Penso che la gente si sia rotta più di ascoltare le storielle d'amore finite male che non le introspezioni reali, che mettono in discussione e lasciano il segno. "Questo tipo di scrittura ce l'ho sempre avuta da quando facciamo roba in italiano, la parte un po' più intima e confidenziale. Questa volta però mi focalizzo su come cazzo stai quando cresci, le paure che hai". La pandemia ha tirato fuori album diversi, che parlano dei litigi con noi stessi. Di sicuro una cosa positiva, visto che di salute mentale, a tutti i livelli, non si parla quasi mai. "Questo però è stato scritto tutto prima, anzi, quando è arrivata la pandemia ho pensato che se l'avessimo fatto uscire allora sarebbe stato perfetto, con l'ansia che c'era in giro. Quantomeno questo disco ti fa sentire che non sei l'unico a stare così. Con questo disco più che parlare di certezze abbiamo condiviso dubbi. Lo scenario però non è migliorato tantissimo quindi è sempre attuale, è uscito più dall'urgenza che da una qualche aspettativa commerciale, porta delle inquietudini. È maturo, come me".
I Casino Royale nella loro storia hanno avuto un sacco di tipologie di fan: quelli che amavano il rocksteady degli inizi, quelli del crossover di Dainamaita, del trip hop e delle contaminazioni futuristiche di Sempre più vicino, quelli più cervellotici di CRX o più clubbing di DnB, ma alla fine, tutti i feedback ricevuti dalla band per il nuovo Polaris, vanno sulla direzione della necessità, del disco giusto al momento giusto: "Questo periodo di pandemia in generale sta partorendo progetti che hanno una vibra simile, non allineati col mercato. Mi sono ascoltato un po' Iosonouncane e lo metterei vicino a questo lavoro come tensione.

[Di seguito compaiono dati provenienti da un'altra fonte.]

//! Request types for the shared crate
//!
//! Common query parameters sent with list endpoints

use serde::{Deserialize, Serialize};

/// Query parameters accepted by every list endpoint
#[derive(Debug, Clone, PartialEq, Eq, Serialize, Deserialize)]
pub struct ListQuery {
    /// Page number (1-based)
    pub page: u32,
    /// Items per page
    pub limit: u32,
    #[serde(default, skip_serializing_if = "Option::is_none")]
    pub search: Option<String>,
    #[serde(default, skip_serializing_if = "Option::is_none")]
    pub sort_by: Option<String>,
    /// `asc` or `desc`
    #[serde(default, skip_serializing_if = "Option::is_none")]
    pub order: Option<String>,
    /// Status filter (`active` / `inactive`)
    #[serde(default, skip_serializing_if = "Option::is_none")]
    pub status: Option<String>,
}

impl ListQuery {
    pub fn new(page: u32, limit: u32) -> Self {
        Self {
            page: page.max(1),
            limit,
            search: None,
            sort_by: None,
            order: None,
            status: None,
        }
    }

    pub fn with_search(mut self, search: impl Into<String>) -> Self {
        let search = search.into();
        self.search = if search.trim().is_empty() {
            None
        } else {
            Some(search)
        };
        self
    }

    pub fn with_sort(mut self, sort_by: impl Into<String>, descending: bool) -> Self {
        self.sort_by = Some(sort_by.into());
        self.order = Some(if descending { "desc" } else { "asc" }.to_string());
        self
    }

    pub fn with_status(mut self, status: impl Into<String>) -> Self {
        self.status = Some(status.into());
        self
    }

    /// Same filters, different page
    pub fn at_page(&self, page: u32) -> Self {
        Self {
            page: page.max(1),
            ..self.clone()
        }
    }

    /// Render as URL query pairs
    pub fn to_pairs(&self) -> Vec<(String, String)> {
        let mut pairs = vec![
            ("page".to_string(), self.page.to_string()),
            ("limit".to_string(), self.limit.to_string()),
        ];
        let optional = [
            ("search", &self.search),
            ("sort_by", &self.sort_by),
            ("order", &self.order),
            ("status", &self.status),
        ];
        for (key, value) in optional {
            if let Some(v) = value {
                pairs.push((key.to_string(), v.clone()));
            }
        }
        pairs
    }
}

impl Default for ListQuery {
    fn default() -> Self {
        Self::new(1, 10)
    }
}

#[cfg(test)]
mod tests {
    use super::*;

    #[test]
    fn test_page_is_clamped_to_one() {
        assert_eq!(ListQuery::new(0, 10).page, 1);
    }

    #[test]
    fn test_blank_search_is_dropped() {
        let q = ListQuery::default().with_search("   ");
        assert!(q.search.is_none());
    }

    #[test]
    fn test_to_pairs() {
        let q = ListQuery::new(2, 25)
            .with_search("acme")
            .with_sort("name", false);
        let pairs = q.to_pairs();
        assert_eq!(pairs[0], ("page".to_string(), "2".to_string()));
        assert!(pairs.contains(&("search".to_string(), "acme".to_string())));
        assert!(pairs.contains(&("order".to_string(), "asc".to_string())));
        assert!(!pairs.iter().any(|(k, _)| k == "status"));
    }

    #[test]
    fn test_at_page_keeps_filters() {
        let q = ListQuery::default().with_status("active").at_page(4);
        assert_eq!(q.page, 4);
        assert_eq!(q.status.as_deref(), Some("active"));
    }
}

Polaris è un disco fatto in un arco di tempo lunghissimo, saranno tre anni, fatto nei ritagli di tempo della vita dove trovarsi una sera ogni tre mesi era quello che potevamo fare col tempo che avevamo a disposizione: ci sono i figli, il lavoro, devi aspettare la disponibilità dell'amico che ti fa la produzione gratis perché ci tiene, perché c'è un legame, perché da piccolo il migliore amico di suo fratello era fan dei CR. Ci sono delle storie umane che si intrecciano in questo ep, che ha un'intensità da album: una storia con un suo peso specifico. Molte volte fai dei dischi e li riempi di cose incompiute per arrivare a un minutaggio oppure belle idee lasciate a metà, come Io e la mia ombra, che poi deve uscire in fretta per esigenze discografiche, per le date d'estate per guadagnare. A questo giro siamo totalmente indipendenti, quindi ci siamo presi il nostro tempo ed è venuto fuori come un episodio di una serie televisiva".

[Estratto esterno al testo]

//! Browser-style key/value storage
//!
//! The console keeps its session in two areas: a plain one (the bearer
//! token, UI preferences) and an obfuscated one (user, role, username).
//! [`Storage`] abstracts the area; [`MemoryStorage`] and [`FileStorage`]
//! back it, and [`SecureStorage`] layers the obfuscation on top.

use base64::{Engine, engine::general_purpose::URL_SAFE_NO_PAD};
use serde::{Serialize, de::DeserializeOwned};
use std::collections::HashMap;
use std::path::{Path, PathBuf};
use std::sync::Mutex;
use thiserror::Error;

/// Storage keys used by the console
pub mod keys {
    pub const TOKEN: &str = "token";
    pub const USER: &str = "user";
    pub const ROLE: &str = "role";
    pub const USERNAME: &str = "username";
    pub const DARK_MODE: &str = "darkMode";
    pub const COLOR_SCHEME: &str = "colorScheme";
    pub const NEWLY_ADDED_USER: &str = "newlyAddedUser";

    /// Keys removed when the session ends; preferences survive
    pub const SESSION_KEYS: &[&str] = &[TOKEN, USER, ROLE, USERNAME, NEWLY_ADDED_USER];
}

#[derive(Debug, Error)]
pub enum StorageError {
    #[error("IO error: {0}")]
    Io(#[from] std::io::Error),

    #[error("JSON error: {0}")]
    Json(#[from] serde_json::Error),

    #[error("Corrupted value for key {0}")]
    Corrupted(String),

    #[error("Storage lock poisoned")]
    Poisoned,
}

/// Synchronous string key/value area
pub trait Storage: Send + Sync {
    fn get(&self, key: &str) -> Option<String>;
    fn set(&self, key: &str, value: &str) -> Result<(), StorageError>;
    fn remove(&self, key: &str) -> Result<(), StorageError>;

    fn remove_all(&self, keys: &[&str]) -> Result<(), StorageError> {
        for key in keys {
            self.remove(key)?;
        }
        Ok(())
    }
}

/// In-memory storage
#[derive(Debug, Default)]
pub struct MemoryStorage {
    entries: Mutex<HashMap<String, String>>,
}

impl MemoryStorage {
    pub fn new() -> Self {
        Self::default()
    }

    pub fn len(&self) -> usize {
        self.entries.lock().map(|e| e.len()).unwrap_or(0)
    }

    pub fn is_empty(&self) -> bool {
        self.len() == 0
    }
}

impl Storage for MemoryStorage {
    fn get(&self, key: &str) -> Option<String> {
        self.entries.lock().ok()?.get(key).cloned()
    }

    fn set(&self, key: &str, value: &str) -> Result<(), StorageError> {
        self.entries
            .lock()
            .map_err(|_| StorageError::Poisoned)?
            .insert(key.to_string(), value.to_string());
        Ok(())
    }

    fn remove(&self, key: &str) -> Result<(), StorageError> {
        self.entries
            .lock()
            .map_err(|_| StorageError::Poisoned)?
            .remove(key);
        Ok(())
    }
}

/// JSON file storage: `{dir}/{name}.json`, rewritten on every change
#[derive(Debug)]
pub struct FileStorage {
    file_path: PathBuf,
    entries: Mutex<HashMap<String, String>>,
}

impl FileStorage {
    /// Load the area from disk, starting empty if the file does not exist
    pub fn open(dir: &Path, name: &str) -> Result<Self, StorageError> {
        let file_path = dir.join(format!("{}.json", name));

        let entries = if file_path.exists() {
            let content = std::fs::read_to_string(&file_path)?;
            serde_json::from_str(&content)?
        } else {
            std::fs::create_dir_all(dir)?;
            HashMap::new()
        };

        Ok(Self {
            file_path,
            entries: Mutex::new(entries),
        })
    }

    pub fn file_path(&self) -> &Path {
        &self.file_path
    }

    fn save(&self, entries: &HashMap<String, String>) -> Result<(), StorageError> {
        let content = serde_json::to_string_pretty(entries)?;
        std::fs::write(&self.file_path, content)?;
        Ok(())
    }
}

impl Storage for FileStorage {
    fn get(&self, key: &str) -> Option<String> {
        self.entries.lock().ok()?.get(key).cloned()
    }

    fn set(&self, key: &str, value: &str) -> Result<(), StorageError> {
        let mut entries = self.entries.lock().map_err(|_| StorageError::Poisoned)?;
        entries.insert(key.to_string(), value.to_string());
        self.save(&entries)
    }

    fn remove(&self, key: &str) -> Result<(), StorageError> {
        let mut entries = self.entries.lock().map_err(|_| StorageError::Poisoned)?;
        if entries.remove(key).is_some() {
            self.save(&entries)?;
        }
        Ok(())
    }
}

/// Obfuscated view over another storage area
///
/// Values are XOR-ed with a repeating key and base64url encoded. This only
/// keeps casual readers of the storage out; it is not encryption.
pub struct SecureStorage<S: ?Sized = dyn Storage> {
    key: Vec<u8>,
    inner: std::sync::Arc<S>,
}

impl<S: Storage + ?Sized> SecureStorage<S> {
    pub fn new(inner: std::sync::Arc<S>, key: &str) -> Self {
        let key = if key.is_empty() {
            b"smartspend".to_vec()
        } else {
            key.as_bytes().to_vec()
        };
        Self { key, inner }
    }

    fn scramble(&self, data: &[u8]) -> Vec<u8> {
        data.iter()
            .zip(self.key.iter().cycle())
            .map(|(b, k)| b ^ k)
            .collect()
    }

    fn encode(&self, value: &str) -> String {
        URL_SAFE_NO_PAD.encode(self.scramble(value.as_bytes()))
    }

    fn decode(&self, key: &str, raw: &str) -> Result<String, StorageError> {
        let bytes = URL_SAFE_NO_PAD
            .decode(raw)
            .map_err(|_| StorageError::Corrupted(key.to_string()))?;
        String::from_utf8(self.scramble(&bytes)).map_err(|_| StorageError::Corrupted(key.to_string()))
    }

    pub fn get(&self, key: &str) -> Result<Option<String>, StorageError> {
        self.inner
            .get(key)
            .map(|raw| self.decode(key, &raw))
            .transpose()
    }

    pub fn set(&self, key: &str, value: &str) -> Result<(), StorageError> {
        self.inner.set(key, &self.encode(value))
    }

    pub fn remove(&self, key: &str) -> Result<(), StorageError> {
        self.inner.remove(key)
    }

    pub fn get_json<T: DeserializeOwned>(&self, key: &str) -> Result<Option<T>, StorageError> {
        match self.get(key)? {
            Some(raw) => Ok(Some(serde_json::from_str(&raw)?)),
            None => Ok(None),
        }
    }

    pub fn set_json<T: Serialize>(&self, key: &str, value: &T) -> Result<(), StorageError> {
        self.set(key, &serde_json::to_string(value)?)
    }
}

/// Colour scheme preference
#[derive(Debug, Clone, Copy, Default, PartialEq, Eq)]
pub enum ColorScheme {
    #[default]
    Blue,
    Green,
    Purple,
    Orange,
}

impl ColorScheme {
    pub fn as_str(&self) -> &'static str {
        match self {
            Self::Blue => "blue",
            Self::Green => "green",
            Self::Purple => "purple",
            Self::Orange => "orange",
        }
    }

    pub fn parse(value: &str) -> Option<Self> {
        match value {
            "blue" => Some(Self::Blue),
            "green" => Some(Self::Green),
            "purple" => Some(Self::Purple),
            "orange" => Some(Self::Orange),
            _ => None,
        }
    }
}

/// UI preferences kept in plain storage
#[derive(Debug, Clone, Copy, Default, PartialEq, Eq)]
pub struct Preferences {
    pub dark_mode: bool,
    pub color_scheme: ColorScheme,
}

impl Preferences {
    pub fn load(storage: &dyn Storage) -> Self {
        Self {
            dark_mode: storage.get(keys::DARK_MODE).as_deref() == Some("true"),
            color_scheme: storage
                .get(keys::COLOR_SCHEME)
                .and_then(|v| ColorScheme::parse(&v))
                .unwrap_or_default(),
        }
    }

    pub fn save(&self, storage: &dyn Storage) -> Result<(), StorageError> {
        storage.set(keys::DARK_MODE, if self.dark_mode { "true" } else { "false" })?;
        storage.set(keys::COLOR_SCHEME, self.color_scheme.as_str())
    }
}

#[cfg(test)]
mod tests {
    use super::*;
    use std::sync::Arc;

    #[test]
    fn test_memory_storage() {
        let storage = MemoryStorage::new();
        storage.set("token", "abc").unwrap();
        assert_eq!(storage.get("token").as_deref(), Some("abc"));
        storage.remove("token").unwrap();
        assert!(storage.get("token").is_none());
        assert!(storage.is_empty());
    }

    #[test]
    fn test_secure_storage_obfuscates() {
        let inner = Arc::new(MemoryStorage::new());
        let secure = SecureStorage::new(inner.clone(), "k3y");
        secure.set(keys::ROLE, "super_admin").unwrap();

        let raw = inner.get(keys::ROLE).unwrap();
        assert_ne!(raw, "super_admin");
        assert!(!raw.contains("admin"));
        assert_eq!(secure.get(keys::ROLE).unwrap().as_deref(), Some("super_admin"));
    }

    #[test]
    fn test_secure_storage_wrong_key_does_not_reveal() {
        let inner = Arc::new(MemoryStorage::new());
        SecureStorage::new(inner.clone(), "one")
            .set(keys::USERNAME, "Dana")
            .unwrap();
        let other = SecureStorage::new(inner, "two");
        let read = other.get(keys::USERNAME).ok().flatten();
        assert_ne!(read.as_deref(), Some("Dana"));
    }

    #[test]
    fn test_secure_storage_rejects_garbage() {
        let inner = Arc::new(MemoryStorage::new());
        inner.set(keys::USER, "%%%").unwrap();
        let secure = SecureStorage::new(inner, "k");
        assert!(matches!(
            secure.get(keys::USER),
            Err(StorageError::Corrupted(_))
        ));
    }

    #[test]
    fn test_preferences_roundtrip_defaults() {
        let storage = MemoryStorage::new();
        assert_eq!(Preferences::load(&storage), Preferences::default());

        let prefs = Preferences {
            dark_mode: true,
            color_scheme: ColorScheme::Purple,
        };
        prefs.save(&storage).unwrap();
        assert_eq!(Preferences::load(&storage), prefs);
    }
}
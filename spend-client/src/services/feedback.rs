use super::{ACTION_VIEW, ServiceContext};
use crate::api::ActionGate;
use crate::error::ClientResult;
use shared::models::Feedback;
use shared::{ListQuery, Page, paths};

/// Customer feedback listing
#[derive(Debug, Clone)]
pub struct FeedbackService {
    ctx: ServiceContext,
}

impl FeedbackService {
    pub fn new(ctx: ServiceContext) -> Self {
        Self { ctx }
    }

    pub async fn list(&self, query: &ListQuery) -> ClientResult<Page<Feedback>> {
        self.ctx
            .load_page(
                &self.ctx.store.feedback,
                paths::FEEDBACK,
                query.to_pairs(),
                Some(ActionGate::new("feedback", ACTION_VIEW)),
            )
            .await
    }
}
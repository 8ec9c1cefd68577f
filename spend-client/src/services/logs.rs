use super::{ACTION_VIEW, ServiceContext};
use crate::api::ActionGate;
use crate::error::ClientResult;
use shared::models::{ApiLog, SystemLog};
use shared::{ListQuery, Page, paths};

const VIEW_LOGS: ActionGate = ActionGate::new("logs", ACTION_VIEW);

/// Read-only API and system log listings
#[derive(Debug, Clone)]
pub struct LogService {
    ctx: ServiceContext,
}

impl LogService {
    pub fn new(ctx: ServiceContext) -> Self {
        Self { ctx }
    }

    pub async fn api_logs(&self, query: &ListQuery) -> ClientResult<Page<ApiLog>> {
        self.ctx
            .load_page(
                &self.ctx.store.api_logs,
                paths::API_LOGS,
                query.to_pairs(),
                Some(VIEW_LOGS),
            )
            .await
    }

    pub async fn system_logs(&self, query: &ListQuery) -> ClientResult<Page<SystemLog>> {
        self.ctx
            .load_page(
                &self.ctx.store.system_logs,
                paths::SYSTEM_LOGS,
                query.to_pairs(),
                Some(VIEW_LOGS),
            )
            .await
    }
}
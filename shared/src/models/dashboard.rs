//! Dashboard counters

use serde::{Deserialize, Serialize};

#[derive(Debug, Clone, Default, PartialEq, Eq, Serialize, Deserialize)]
pub struct DashboardStats {
    pub total_users: u64,
    pub active_users: u64,
    pub pending_verifications: u64,
    pub total_companies: u64,
    pub total_accounts: u64,
    pub total_admins: u64,
}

Il lavoro su se stessi che non finisce mai. Alla fine sei sempre tu che fai una lotta con te stesso per conoscerti, per accettarti e migliorarti: "Comincia da te stesso e poi rivoluzioni. Alla fine se non lavori su quello non starai bene con gli altri, in gruppo, avrai sempre le tue paranoie, le paure del giudizio o l'inadeguatezza. Sembra banale ma questa società è incasinata anche perché non ce la facciamo a conoscere noi stessi, per accettarci e correggerci. Adottiamo un casino di modelli che ci portano fuori strada, perché è più comodo e meno faticoso, perché andare in battaglia con se s tessi è sempre una rottura di coglioni, è molto più facile puntare il dito".

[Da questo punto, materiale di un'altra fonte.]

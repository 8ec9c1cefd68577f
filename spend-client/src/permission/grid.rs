use shared::models::{GrantedPermission, Module};
use shared::types::{ActionType, ModuleName, PermissionId};
use std::collections::BTreeMap;

/// Module → action → permission id
#[derive(Debug, Clone, Default, PartialEq, Eq)]
pub struct PermissionGrid {
    cells: BTreeMap<ModuleName, BTreeMap<ActionType, PermissionId>>,
}

impl PermissionGrid {
    pub fn new() -> Self {
        Self::default()
    }

    /// Build the full catalogue from the module list
    pub fn from_modules(modules: &[Module]) -> Self {
        let mut grid = Self::new();
        for module in modules {
            let row = grid.cells.entry(module.slug.clone()).or_default();
            for permission in &module.permissions {
                row.insert(permission.action.clone(), permission.id);
            }
        }
        grid
    }

    /// Build a role's grants from its flat permission rows
    pub fn from_grants(grants: &[GrantedPermission]) -> Self {
        let mut grid = Self::new();
        for grant in grants {
            grid.insert(&grant.module, &grant.action, grant.id);
        }
        grid
    }

    pub fn insert(&mut self, module: &str, action: &str, id: PermissionId) {
        self.cells
            .entry(module.to_string())
            .or_default()
            .insert(action.to_string(), id);
    }

    pub fn get(&self, module: &str, action: &str) -> Option<PermissionId> {
        self.cells.get(module)?.get(action).copied()
    }

    pub fn contains(&self, module: &str, action: &str) -> bool {
        self.get(module, action).is_some()
    }

    pub fn modules(&self) -> impl Iterator<Item = &str> {
        self.cells.keys().map(String::as_str)
    }

    /// Actions of `module` in name order
    pub fn actions(&self, module: &str) -> Vec<(&str, PermissionId)> {
        self.cells
            .get(module)
            .map(|row| row.iter().map(|(a, id)| (a.as_str(), *id)).collect())
            .unwrap_or_default()
    }

    /// Every `(module, action, id)` in module then action order
    pub fn cells(&self) -> impl Iterator<Item = (&str, &str, PermissionId)> {
        self.cells.iter().flat_map(|(module, row)| {
            row.iter()
                .map(move |(action, id)| (module.as_str(), action.as_str(), *id))
        })
    }

    /// Number of cells
    pub fn len(&self) -> usize {
        self.cells.values().map(BTreeMap::len).sum()
    }

    pub fn is_empty(&self) -> bool {
        self.len() == 0
    }
}

#[cfg(test)]
mod tests {
    use super::*;
    use shared::models::ModuleAction;

    #[test]
    fn test_from_modules() {
        let modules = vec![Module {
            id: 1,
            name: "Billing".to_string(),
            slug: "billing".to_string(),
            permissions: vec![
                ModuleAction {
                    id: 1,
                    action: "view".to_string(),
                },
                ModuleAction {
                    id: 2,
                    action: "edit".to_string(),
                },
            ],
        }];
        let grid = PermissionGrid::from_modules(&modules);
        assert_eq!(grid.len(), 2);
        assert_eq!(grid.get("billing", "edit"), Some(2));
        assert_eq!(grid.get("billing", "delete"), None);
        assert_eq!(grid.actions("billing"), vec![("edit", 2), ("view", 1)]);
    }

    #[test]
    fn test_module_without_actions_has_no_cells() {
        let modules = vec![Module {
            id: 9,
            name: "Reports".to_string(),
            slug: "reports".to_string(),
            permissions: vec![],
        }];
        let grid = PermissionGrid::from_modules(&modules);
        assert!(grid.is_empty());
        assert_eq!(grid.modules().count(), 1);
    }
}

Ecco, in questo album o ep, come volete chiamarlo, c'è un pezzo dal titolo Ho combattuto che è uno dei migliori pezzi della storia dei CR, e parla proprio di questo. Quasi strano trovarlo in un disco totalmente indipendente e non negli album "famosi" dei CR: "Da un po' si è abbattuto il muro del mainstream, ed è una bellissima notizia, ma tutto un po' si sta omologando al mainstream. Se una volta i discografici non potevano proprio capire l'approccio che avevamo noi, perché vivevano in un mondo prosperoso che andava per i cazzi propri, oggi i discografici giovani rincorrono un pop dove va bene Orietta Berti e la trap vicino, basta che funzioni e questa cosa mi sciocca. Anche tanti artisti che ho spinto quando facevo la programmazione a DeeJay TV si buttano a capofitto nell'entertainment, per diventare personaggi. Lo capisco ma io non c'ho voglia. Non so se non c'ho avuto voglia prima e c'ho provato per finta, ma adesso ancora meno", dice Alioscia. "Però ci sono anche tanti artisti non allineati che fanno quello che vogliono: dicevamo Iosonouncane ma anche il disco nuovo di Cosmo. Io vivo delle piccole cose che hanno un valore vero, umano. Di numeri o economie lascia stare facciamo tutti altri lavori e questa cosa aiuta ad andare avanti a cuor leggero".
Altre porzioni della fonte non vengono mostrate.